Start of Material for the task

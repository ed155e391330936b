//! Session and authorization resolution.
//!
//! Components, leaves first:
//! - [`cache`]: key/value session store with per-entry TTL.
//! - [`token`]: random opaque tokens.
//! - [`session`]: issue, resolve, refresh and revoke sessions.
//! - [`permission`]: the `(resource, role)` permission matrix.
//! - [`classifier`]: verb and path to `(action, resource)`.
//! - [`middleware`]: the two admission stages in front of governed routes.

pub mod cache;
pub mod classifier;
pub mod cookie;
pub mod error;
pub mod middleware;
pub mod password;
pub mod permission;
pub mod session;
pub mod token;

pub use error::AuthError;
pub use middleware::{Authorized, Authorizer, Gate, RequestContext, ResourceSource};
pub use permission::{AccessLevel, Action, Grant, PermissionError, PermissionService};
pub use session::{ClientFingerprint, RefreshPolicy, Session, SessionConfig, SessionKind, SessionManager};
pub mod server;

use anyhow::Result;

#[derive(Debug)]
pub enum Action {
    Server(server::Args),
}

impl Action {
    /// Run the action.
    ///
    /// # Errors
    /// Whatever the action fails with.
    pub async fn execute(self) -> Result<()> {
        match self {
            Self::Server(args) => server::execute(args).await,
        }
    }
}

End of Material for the task

**Activity:** Check every line above for the string "Result" and copy those that have it.

**Your response:**
use anyhow::Result;
    pub async fn execute(self) -> Result<()> {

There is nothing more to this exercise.